KB IUD dapat diandalkan sebagai kontrasepsi jangka panjang dengan angka keberhasilan tinggi. Menurut American Congress of Obstetric and Gynecologists (ACOG), tingkat kegagalan IUD untuk mencegah kehamilan kurang dari 1 persen di tahun pertama. Meski demikian, peluang terjadinya kehamilan tetap ada dan angka kegagalan akan meningkat seiring dengan lamanya penggunaan.

Bagaimana penjelasan dan cara kerjanya? Kita ulas secara lengkap di bawah ini.

KB IUD

KB IUD (intrauterine device) atau Alat Kontrasepsi Dalam Rahim (AKDR) adalah alat kontrasepsi berukuran kecil, biasanya berbentuk "T" terbuat dari plastik berukuran 3 cm yang telah disesuaikan dengan ukuran rahim dan mengandung tembaga atau hormon levonorgestrel, dan penggunaannya dimasukkan ke dalam rahim melalui vagina oleh petugas kesehatan terlatih. Terdapat pula benang IUD yang menggantung di dalam vagina tetapi tidak keluar dari vagina, yang tujuannya adalah untuk evaluasi keberadaan IUD di dalam rahim.

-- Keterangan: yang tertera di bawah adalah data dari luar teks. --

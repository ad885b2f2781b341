use std::{io, sync::Arc};

use parking_lot::Mutex;
use rustc_hash::FxHashMap;
use slicerd_core::{ConfigError, ConfigUpdate, Endpoint, SwitchState, validate_endpoint_set};
use slicerd_openflow::Message;
use tokio::sync::{mpsc, oneshot};

use crate::{DatapathLink, Event, RemovalReason};

/// The switch registry: hands each event to the per-switch worker, creating
/// the worker (and its retained configuration) on first contact.
///
/// Cloning is cheap; all clones share the registry.
#[derive(Clone)]
pub struct Controller {
    switches: Arc<Mutex<FxHashMap<u64, mpsc::UnboundedSender<Event>>>>,
    idle_timeout: u16,
}

impl Default for Controller {
    fn default() -> Self {
        Self::new()
    }
}

impl Controller {
    pub fn new() -> Self {
        Controller {
            switches: Arc::new(Mutex::new(FxHashMap::default())),
            idle_timeout: slicerd_core::pipeline::DEFAULT_IDLE_TIMEOUT,
        }
    }

    /// Override the idle timeout applied to learned ingress rules.
    pub fn with_idle_timeout(mut self, timeout: u16) -> Self {
        self.idle_timeout = timeout;
        self
    }

    /// Enqueue an event for a switch, creating its worker if this is the
    /// first contact. Must be called within a tokio runtime.
    pub fn dispatch(&self, dpid: u64, event: Event) {
        let _ = self.sender(dpid).send(event);
    }

    /// The current configuration of a switch, or `None` if the switch has
    /// never been configured or seen. Never creates state.
    pub async fn get_config(&self, dpid: u64) -> Option<Vec<Vec<Endpoint>>> {
        let tx = self.switches.lock().get(&dpid).cloned()?;
        let (reply, rx) = oneshot::channel();
        tx.send(Event::RestQuery { reply }).ok()?;
        rx.await.ok()
    }

    /// Apply a REST mutation and return the resulting configuration. An
    /// unknown switch is created so the configuration can be buffered until
    /// it attaches.
    pub async fn apply(
        &self,
        dpid: u64,
        update: ConfigUpdate,
    ) -> Result<Vec<Vec<Endpoint>>, ConfigError> {
        let (reply, rx) = oneshot::channel();
        self.dispatch(dpid, Event::RestMutation { update, reply });
        rx.await.expect("switch worker dropped a pending reply")
    }

    fn sender(&self, dpid: u64) -> mpsc::UnboundedSender<Event> {
        let mut switches = self.switches.lock();
        switches
            .entry(dpid)
            .or_insert_with(|| {
                let (tx, rx) = mpsc::unbounded_channel();
                let timeout = self.idle_timeout;
                tokio::spawn(run_switch(dpid, timeout, rx));
                tx
            })
            .clone()
    }
}

/// One switch's worker: owns the engine state and the outbound link, and
/// applies events strictly in order.
async fn run_switch(dpid: u64, idle_timeout: u16, mut rx: mpsc::UnboundedReceiver<Event>) {
    let mut state = SwitchState::new(dpid).with_idle_timeout(idle_timeout);
    let mut link: Option<Box<dyn DatapathLink>> = None;

    while let Some(event) = rx.recv().await {
        let mut out: Vec<Message> = Vec::new();
        match event {
            Event::DatapathEnter { ports, link: l } => {
                link = Some(l);
                state.attach(ports, &mut out);
            }
            Event::DatapathLeave => {
                link = None;
                state.detach();
            }
            Event::PortAdded(port) => {
                state.port_added(port);
                state.revalidate(&mut out);
            }
            Event::PortRemoved(port) => {
                state.port_removed(port);
                state.revalidate(&mut out);
            }
            Event::PacketIn(pkt) => {
                state.packet_in(pkt.table, &pkt.matcher, pkt.buffer_id, &pkt.data, &mut out);
            }
            Event::FlowRemoved(removed) => {
                // Only idle aging unlearns; explicit deletes are our own.
                if removed.reason == RemovalReason::IdleTimeout {
                    state.flow_removed(removed.table, &removed.matcher, &mut out);
                }
            }
            Event::RestMutation { update, reply } => {
                let result = apply_update(&mut state, update, &mut out);
                let _ = reply.send(result.map(|()| state.config()));
            }
            Event::RestQuery { reply } => {
                let _ = reply.send(state.config());
            }
        }

        if let Some(l) = link.as_mut() {
            if let Err(err) = deliver(l.as_mut(), &out) {
                // Transport-fatal: forget the link and the realised state;
                // the retained configuration is reinstalled on reattach.
                log::error!("{dpid:016x}: send failed, detaching: {err}");
                link = None;
                state.detach();
            }
        }
    }
}

/// One REST mutation against the engine. All requested slice sets are
/// validated before any is applied, so a bad request leaves no partial
/// state.
fn apply_update(
    state: &mut SwitchState,
    update: ConfigUpdate,
    out: &mut Vec<Message>,
) -> Result<(), ConfigError> {
    for circuits in &update.slices {
        let endpoints = circuits.iter().map(|c| c.endpoint).collect();
        validate_endpoint_set(&endpoints)?;
    }

    for ep in &update.disused {
        state.discard_endpoint(ep);
    }
    for circuits in &update.slices {
        state.create_slice(circuits)?;
    }
    state.revalidate(out);

    if let Some(learn) = update.learn {
        let timeout = learn.timeout.unwrap_or(state.default_idle_timeout());
        state.learn(learn.endpoint, learn.mac, timeout, out);
    }
    Ok(())
}

fn deliver(link: &mut dyn DatapathLink, messages: &[Message]) -> io::Result<()> {
    for msg in messages {
        link.send(msg)?;
    }
    Ok(())
}

/// A link that narrates the outbound stream instead of delivering it; used
/// by the replay driver and in development against no real switch.
pub struct LogLink {
    pub dpid: u64,
}

impl DatapathLink for LogLink {
    fn send(&mut self, msg: &Message) -> io::Result<()> {
        log::info!(target: "wire", "{:016x}: {}", self.dpid, msg);
        Ok(())
    }
}

#[cfg(test)]
mod tests {
    use std::sync::Arc;

    use parking_lot::Mutex;
    use pretty_assertions::assert_eq;
    use slicerd_core::{CircuitRequest, Endpoint};
    use slicerd_openflow::Message;

    use super::*;

    /// Captures everything sent toward the switch.
    struct RecordingLink(Arc<Mutex<Vec<Message>>>);

    impl DatapathLink for RecordingLink {
        fn send(&mut self, msg: &Message) -> io::Result<()> {
            self.0.lock().push(msg.clone());
            Ok(())
        }
    }

    /// A link that fails on first use, simulating a dead session.
    struct BrokenLink;

    impl DatapathLink for BrokenLink {
        fn send(&mut self, _msg: &Message) -> io::Result<()> {
            Err(io::Error::from(io::ErrorKind::BrokenPipe))
        }
    }

    fn ep(components: &[u64]) -> Endpoint {
        Endpoint::from_components(components).unwrap()
    }

    fn eline_update(a: &[u64], b: &[u64]) -> ConfigUpdate {
        ConfigUpdate {
            slices: vec![vec![
                CircuitRequest::new(ep(a)),
                CircuitRequest::new(ep(b)),
            ]],
            ..Default::default()
        }
    }

    #[tokio::test]
    async fn mutations_are_buffered_until_attach() {
        let controller = Controller::new();

        // Configure a switch that has not attached yet.
        let config = controller.apply(0x1, eline_update(&[1], &[2])).await.unwrap();
        assert_eq!(config, vec![vec![ep(&[1]), ep(&[2])]]);

        // Nothing was sent anywhere; now attach and watch the E-Line appear.
        let wire = Arc::new(Mutex::new(Vec::new()));
        controller.dispatch(
            0x1,
            Event::DatapathEnter {
                ports: vec![1, 2],
                link: Box::new(RecordingLink(wire.clone())),
            },
        );
        // The query is serialized behind the enter event.
        let config = controller.get_config(0x1).await.unwrap();
        assert_eq!(config, vec![vec![ep(&[1]), ep(&[2])]]);

        let sent = wire.lock();
        let elines = sent
            .iter()
            .filter(|m| matches!(m, Message::FlowAdd(f) if f.priority == 4))
            .count();
        assert_eq!(elines, 2);
    }

    #[tokio::test]
    async fn unknown_switch_reads_as_absent() {
        let controller = Controller::new();
        assert_eq!(controller.get_config(0xdead).await, None);
    }

    #[tokio::test]
    async fn conflicting_update_is_rejected() {
        let controller = Controller::new();
        let result = controller.apply(0x1, eline_update(&[1], &[1, 100])).await;
        assert!(result.is_err());
        assert_eq!(controller.get_config(0x1).await, Some(vec![]));
    }

    #[tokio::test]
    async fn send_failure_detaches_but_keeps_config() {
        let controller = Controller::new();
        controller.apply(0x1, eline_update(&[1], &[2])).await.unwrap();

        controller.dispatch(
            0x1,
            Event::DatapathEnter {
                ports: vec![1, 2],
                link: Box::new(BrokenLink),
            },
        );

        // The worker survived the dead link and still serves the retained
        // configuration.
        let config = controller.get_config(0x1).await.unwrap();
        assert_eq!(config, vec![vec![ep(&[1]), ep(&[2])]]);

        // A healthy reattach rebuilds the pipeline.
        let wire = Arc::new(Mutex::new(Vec::new()));
        controller.dispatch(
            0x1,
            Event::DatapathEnter {
                ports: vec![1, 2],
                link: Box::new(RecordingLink(wire.clone())),
            },
        );
        controller.get_config(0x1).await.unwrap();
        assert!(wire.lock().iter().any(|m| matches!(m, Message::FlowAdd(_))));
    }
}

Mengingat pemasangan KB IUD harus melalui vagina, maka hanya boleh dipakai pada Bunda yang sudah menikah atau pernah melahirkan. Pemasangan KB IUD bisa dilakukan langsung setelah Bunda melahirkan baik persalinan normal maupun secara operasi Caesar tepat setelah plasenta dilahirkan, IUD dimasukkan ke dalam rahim. Namun pemasangan bisa juga dilakukan kapanpun, dianjurkan pada saat menstruasi agar jalan lahir (serviks) dalam kondisi terbuka sehingga dapat mengurangi rasa nyeri saat proses pemasangan.

IUD sering kali dianggap lebih baik karena cenderung lebih praktis, karena Bunda tidak perlu takut lupa meminum pil KB setiap hari atau harus suntik setiap bulan pada pengguna KB suntik. KB IUD sendiri memiliki 2 jenis yaitu IUD non-hormonal (berlapis tembaga) dan IUD hormonal (berisi hormon levonorgestrel). Apa perbedaannya?

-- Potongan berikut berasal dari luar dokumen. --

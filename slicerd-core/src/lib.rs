//! The slice reconciliation engine.
//!
//! A [`SwitchState`] holds the desired configuration of one switch (a set of
//! [`Slice`]s, each a set of [`Endpoint`]s) together with the realised state:
//! which endpoints currently have rules installed, which group and meter ids
//! are allocated to them, and which MACs have been learned where. Mutations
//! mark slices invalid; [`SwitchState::revalidate`] drains the invalid set in
//! two strict passes (deletes, then adds) and emits the difference as a
//! stream of typed OpenFlow messages.
//!
//! Nothing here talks to a switch. Callers hand in a
//! [`MessageSink`](slicerd_openflow::MessageSink) and ship the result.

mod alloc;
mod config;
mod endpoint;
mod resources;
mod slice;
mod switch;

pub use self::{
    alloc::IdAllocator,
    config::{CircuitRequest, ConfigError, ConfigUpdate, LearnRequest, validate_endpoint_set},
    endpoint::{Endpoint, EndpointError, endpoints_text},
    slice::Slice,
    switch::{SliceId, SwitchState},
};

/// Pipeline layout: table ids and rule priorities, shared by the engine and
/// by anything that inspects the emitted flow mods.
pub mod pipeline {
    use slicerd_openflow::TableId;

    /// Ingress table for untagged traffic and first-tag extraction.
    pub const TABLE_UNTAGGED: TableId = 0;
    /// Ingress table for traffic whose outer tag was popped into metadata.
    pub const TABLE_TAGGED: TableId = 1;
    /// Learned-forwarding and flood table.
    pub const TABLE_FORWARD: TableId = 2;

    /// Untagged-LLDP drop in table 0.
    pub const PRIO_LLDP_DROP: u16 = 6;
    /// MAC-qualified ingress rules installed by learning.
    pub const PRIO_LEARNED_SRC: u16 = 5;
    /// Endpoint ingress rules: E-Line, to-controller, and first-tag pop.
    pub const PRIO_ENDPOINT: u16 = 4;
    /// Learned unicast rules in the forwarding table.
    pub const PRIO_UNICAST: u16 = 2;
    /// Per-group flood rules in the forwarding table.
    pub const PRIO_FLOOD: u16 = 1;

    /// Idle timeout applied to learned ingress rules unless overridden.
    pub const DEFAULT_IDLE_TIMEOUT: u16 = 600;
}
//! Event multiplexing across switches.
//!
//! The OpenFlow session layer and the REST server both funnel their traffic
//! into [`Event`] values keyed by datapath id. A [`Controller`] owns one
//! spawned worker task per switch; each worker drains its queue serially, so
//! all engine state is single-writer and message order toward a given switch
//! is exactly the order revalidation produced. The transport must preserve
//! that order on the wire.
//!
//! Outbound messages leave through a [`DatapathLink`]. A failed send is
//! transport-fatal for that switch: the worker drops the link and detaches
//! the engine state, which keeps the desired configuration and rebuilds the
//! whole pipeline on the next datapath enter.

mod controller;
mod event;

pub use self::{
    controller::{Controller, LogLink},
    event::{Event, FlowRemoved, PacketIn, RemovalReason},
};

use std::io;

use slicerd_openflow::Message;

/// Outbound boundary toward one switch's OpenFlow session.
pub trait DatapathLink: Send {
    fn send(&mut self, msg: &Message) -> io::Result<()>;
}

Simak perbedaan dua jenis KB IUD di halaman selanjutnya!

Simak juga dampak alat kontrasepsi KB untuk kesuburan seperti dalam video di bawah ini:

[Gambas:Video Haibunda]


PERBEDAAN KB HORMONAL DAN NON HORMONAL

IUD (Intrauterine Device) Birth Control

Efek samping penggunaan KB IUD/ Foto: iStock

KB non-hormonal atau tembaga

IUD berlapis tembaga memiliki fungsi untuk mencegah kehamilan dengan cara melepaskan kandungan zat tembaga (cooper) yg melapisi KB IUD berbentuk T tersebut setiap hari di dalam rahim.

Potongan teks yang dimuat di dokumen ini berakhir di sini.